D Block Social Studies 11 - Today we'll spend some time looking at the Legislative Branch of the Federal government. Our focus will be on the "legislative process" - creating laws in Canada.

An idea to make a new law or to change an existing law starts out as a "bill." Each bill goes through several stages to become law.
  1. At first reading, the bill is considered read for the first time and is printed. There is no debate.
  2. At second reading, Members debate the principle of a bill — is the idea behind it sound? Does it meet people's needs?
  3. If a bill passes at second reading, it goes to a committee of the House. Committee members study the bill carefully. They hold hearings to gather information. They can ask for government officials and experts to come and answer questions. The committee can propose amendments, or changes, to the bill. When a committee has finished its study, it reports the bill back to the House. The entire House can then debate it. During report stage debate, Members can suggest other amendments to the bill.
  4. Once report stage is over, the bill is called for third reading debate. Members who voted for the bill at second reading may sometimes change their minds at third reading after seeing what amendments have or have not been made to the bill.
  5. After a bill has passed third reading in the House of Commons, it goes through a similar process in the Senate.
  6. Once both Chambers pass the bill in the same form, it is given Royal Assent and becomes law.
You will have to draft a simplified bill that you would like to see made law, where you'll write the idea in a simple sentence or two and then use the Make It Law handout to organize your ideas. After this, you'll create a comic strip demonstrating the process of how a Bill becomes a Law in Canada for Monday.

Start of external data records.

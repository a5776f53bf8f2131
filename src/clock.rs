//! Countdown clock for a single session.
//!
//! The clock knows nothing about game rules. It only counts down whole
//! seconds while running and reports when it hits zero. Real time is fed in
//! from outside through [`GameClock::tick`], one call per elapsed second.

use std::fmt;

/// Remaining time, minutes and seconds. `seconds` is always in `0..=59`.
#[derive(Clone, Copy, Debug, PartialEq, Eq, Hash, Default)]
pub struct ClockState {
    pub minutes: u32,
    pub seconds: u32,
}

impl ClockState {
    pub fn new(minutes: u32, seconds: u32) -> Self {
        Self {
            minutes: minutes + seconds / 60,
            seconds: seconds % 60,
        }
    }

    pub fn from_secs(total: u32) -> Self {
        Self::new(0, total)
    }

    pub fn total_secs(&self) -> u32 {
        self.minutes * 60 + self.seconds
    }

    pub fn is_zero(&self) -> bool {
        self.minutes == 0 && self.seconds == 0
    }

    /// One second earlier; a zero seconds field borrows a minute.
    fn decremented(self) -> Self {
        match (self.minutes, self.seconds) {
            (0, 0) => self,
            (m, 0) => Self {
                minutes: m - 1,
                seconds: 59,
            },
            (m, s) => Self {
                minutes: m,
                seconds: s - 1,
            },
        }
    }
}

impl fmt::Display for ClockState {
    fn fmt(&self, f: &mut fmt::Formatter<'_>) -> fmt::Result {
        write!(f, "{:02}:{:02}", self.minutes, self.seconds)
    }
}

#[derive(Clone, Copy, Debug, PartialEq, Eq, strum_macros::Display)]
pub enum ClockPhase {
    Idle,
    Running,
    Stopped,
}

/// Result of delivering one second to the clock
#[derive(Clone, Copy, Debug, PartialEq, Eq)]
pub enum TickOutcome {
    /// Clock was not running; nothing changed
    Ignored,
    /// One second elapsed, time remains
    Ticked(ClockState),
    /// This tick brought the clock to zero. Reported once per clock.
    Expired,
}

#[derive(Debug, Clone)]
pub struct GameClock {
    state: ClockState,
    phase: ClockPhase,
    expired: bool,
}

impl GameClock {
    pub fn new(initial: ClockState) -> Self {
        Self {
            state: initial,
            phase: ClockPhase::Idle,
            expired: false,
        }
    }

    /// An expired clock stays stopped; a new session gets a new clock.
    pub fn start(&mut self) {
        if self.phase != ClockPhase::Running && !self.expired {
            self.phase = ClockPhase::Running;
        }
    }

    pub fn stop(&mut self) {
        if self.phase == ClockPhase::Running {
            self.phase = ClockPhase::Stopped;
        }
    }

    /// Count down one second. A clock started at zero expires on its first tick.
    pub fn tick(&mut self) -> TickOutcome {
        if self.phase != ClockPhase::Running || self.expired {
            return TickOutcome::Ignored;
        }
        self.state = self.state.decremented();
        if self.state.is_zero() {
            self.expired = true;
            self.phase = ClockPhase::Stopped;
            TickOutcome::Expired
        } else {
            TickOutcome::Ticked(self.state)
        }
    }

    pub fn state(&self) -> ClockState {
        self.state
    }

    pub fn phase(&self) -> ClockPhase {
        self.phase
    }

    pub fn is_running(&self) -> bool {
        self.phase == ClockPhase::Running
    }

    pub fn has_expired(&self) -> bool {
        self.expired
    }
}
use clap::{error::ErrorKind, CommandFactory, Parser};
use crossterm::{
    execute,
    terminal::{disable_raw_mode, enable_raw_mode, EnterAlternateScreen, LeaveAlternateScreen},
    tty::IsTty,
};
use endgame::{
    app::{App, Control},
    config::{Config, ConfigStore, FileConfigStore},
    game::GameState,
    logging,
    runtime::{spawn_terminal_reader, EventQueue, FixedTicker, Runner, ThreadScheduler},
};
use ratatui::{
    backend::{Backend, CrosstermBackend},
    Terminal,
};
use std::{
    error::Error,
    io::{self, stdin},
    path::PathBuf,
    time::Duration,
};

const FRAME_RATE_MS: u64 = 100;

/// guess the word before the clock runs out or Assembly takes over
#[derive(Parser, Debug, Clone)]
#[clap(
    version,
    about,
    long_about = "Guess the hidden word one letter at a time. Every wrong guess costs a programming language; lose them all, or run out of time, and Assembly wins."
)]
pub struct Cli {
    /// seconds on the countdown clock
    #[clap(short = 's', long)]
    seconds: Option<u32>,

    /// wrong guesses allowed before the game is lost (default: one less than the number of languages)
    #[clap(short = 'g', long)]
    max_wrong_guesses: Option<usize>,

    /// newline-delimited word list to use instead of the built-in one
    #[clap(short = 'w', long)]
    words: Option<PathBuf>,

    /// seed for word selection, for reproducible games
    #[clap(long)]
    seed: Option<u64>,

    /// config file to read (and write with --save)
    #[clap(long)]
    config: Option<PathBuf>,

    /// persist the effective settings to the config file
    #[clap(long)]
    save: bool,
}

impl Cli {
    /// Apply command line overrides on top of the stored config
    fn merge_into(&self, mut cfg: Config) -> Config {
        if let Some(secs) = self.seconds {
            cfg.initial_seconds = secs;
        }
        if self.max_wrong_guesses.is_some() {
            cfg.max_wrong_guesses = self.max_wrong_guesses;
        }
        if self.words.is_some() {
            cfg.word_list.clone_from(&self.words);
        }
        if self.seed.is_some() {
            cfg.seed = self.seed;
        }
        cfg
    }

    fn config_store(&self) -> FileConfigStore {
        match &self.config {
            Some(path) => FileConfigStore::with_path(path),
            None => FileConfigStore::new(),
        }
    }
}

fn main() -> Result<(), Box<dyn Error>> {
    let cli = Cli::parse();

    if !stdin().is_tty() {
        let mut cmd = Cli::command();
        cmd.error(ErrorKind::Io, "stdin must be a tty").exit();
    }

    if let Some(path) = logging::init() {
        log::info!("logging to {}", path.display());
    }

    let store = cli.config_store();
    let cfg = cli.merge_into(store.load());
    if cli.save {
        store.save(&cfg)?;
        log::info!("saved settings to {}", store.path().display());
    }

    // fail fast on a bad word list or budget, before touching the terminal
    let queue = EventQueue::new();
    let scheduler = ThreadScheduler::new(queue.sender());
    let game = GameState::with_scheduler(cfg.to_game_config()?, Box::new(scheduler))?;
    let mut app = App::new(game);

    enable_raw_mode()?;

    let mut stdout = io::stdout();
    execute!(stdout, EnterAlternateScreen)?;
    let backend = CrosstermBackend::new(stdout);
    let mut terminal = Terminal::new(backend)?;

    spawn_terminal_reader(queue.sender());
    let runner = Runner::new(queue, FixedTicker::new(Duration::from_millis(FRAME_RATE_MS)));
    let result = start_tui(&mut terminal, &mut app, &runner);

    disable_raw_mode()?;
    execute!(terminal.backend_mut(), LeaveAlternateScreen)?;
    terminal.show_cursor()?;

    result
}

fn start_tui<B: Backend>(
    terminal: &mut Terminal<B>,
    app: &mut App,
    runner: &Runner<EventQueue, FixedTicker>,
) -> Result<(), Box<dyn Error>> {
    terminal.draw(|f| f.render_widget(&*app, f.area()))?;

    loop {
        match app.handle_event(runner.step()) {
            Control::Quit => break,
            Control::Redraw => {
                terminal.draw(|f| f.render_widget(&*app, f.area()))?;
            }
            Control::Continue => {}
        }
    }

    log::info!(
        "quit during session {} ({})",
        app.game.session_id(),
        app.game.session_status()
    );
    Ok(())
}
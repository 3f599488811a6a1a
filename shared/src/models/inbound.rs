//! Inbound (purchase receipt) models

use chrono::{DateTime, Utc};
use rust_decimal::Decimal;
use serde::{Deserialize, Serialize};
use validator::Validate;

use crate::validation::validate_money;

/// A purchase receipt. Creating one raises the medicine's stock by `quantity`.
#[derive(Debug, Clone, Serialize, Deserialize, PartialEq)]
#[cfg_attr(feature = "sqlx", derive(sqlx::FromRow))]
pub struct InboundRecord {
    pub id: i64,
    pub medicine_id: i64,
    pub supplier_id: i64,
    pub quantity: i32,
    pub unit_price: Decimal,
    pub inbound_date: DateTime<Utc>,
    pub created_by: Option<i64>,
}

impl InboundRecord {
    pub fn amount(&self) -> Decimal {
        self.unit_price * Decimal::from(self.quantity)
    }
}

/// Inbound record joined with its medicine and supplier for listings
#[derive(Debug, Clone, Serialize, Deserialize, PartialEq)]
#[cfg_attr(feature = "sqlx", derive(sqlx::FromRow))]
pub struct InboundView {
    pub id: i64,
    pub medicine_id: i64,
    pub medicine_code: String,
    pub medicine_name: String,
    pub supplier_id: i64,
    pub supplier_name: String,
    pub quantity: i32,
    pub unit_price: Decimal,
    pub inbound_date: DateTime<Utc>,
    /// Set once a purchase return has reversed this receipt
    pub returned: bool,
}

impl InboundView {
    pub fn amount(&self) -> Decimal {
        self.unit_price * Decimal::from(self.quantity)
    }
}

#[derive(Debug, Clone, Deserialize, Validate)]
pub struct CreateInboundRequest {
    #[validate(range(min = 1))]
    pub medicine_id: i64,
    #[validate(range(min = 1))]
    pub supplier_id: i64,
    #[validate(range(min = 1))]
    pub quantity: i32,
    #[serde(alias = "price")]
    #[validate(custom = "validate_money")]
    pub unit_price: Decimal,
}

#[derive(Debug, Clone, Deserialize, Validate)]
pub struct UpdateInboundRequest {
    #[validate(range(min = 1))]
    pub quantity: i32,
    #[serde(alias = "price")]
    #[validate(custom = "validate_money")]
    pub unit_price: Option<Decimal>,
}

C Block Law 9/10 - For the first part of today's class, you will continue drawing what you think the typical victim of an assault looks like. We will go over the demographic statistics about victims and the factors that add to the risks of being a victim (consider age, gender, social status, relationship status, race or ethnicity, prior victimization, behaviour, location, culture, etc...). With this information , you'll get a better idea of who can become a victim of crime and why.

B Block Geography 12 - Today we'll finish our look at spheres in geography. Next, we'll work on time zones, latitude and longitude, GPS, and the remote sensing technology of GIS (We'll watch a Brainpop video on GPS with Tim & Moby). There are five questions in the week one handout to complete in class. Your homework yesterday was to look at figure 1.8 (p.13) and figure 1.9 (p.14) in the Geosystems book and try to interpret the relationships amongst the four spheres as a result of humans burning fossil fuels. If you're having trouble with this consider the carbon cycle (pages 634-5 in text) or look the links on yesterday's blog entry for more help.
For more on GIS check out:
ESRI What can I do with GIS?

A Block Criminology 12 - Today we will finish our look at the history of crime and law (looking at Hammurabi, the Mosaic Code and the development of Common Law in England). We'll learn what Actus Reus, Mens Rea, Mala in Se and Mala Prohibitum mean along with taking a look at the differences between Indictable, Summary Conviction and Absolute Liability Offences. We'll see what defences you can use and what the goals of criminal law are for society. You'll need to work on question at the end of class and then next week we'll discuss crime trends and how we tabulate crime statistics (UCR, PRVS, Self-Reports). The question at the end of the class is...

In order to stay safe from crime, would you want to live in a country that has harsh penalties that are swift, certain, and severe or would you be willing to risk crime being done to you and not have harsh penalties for criminals that are swift, certain, and severe? Why?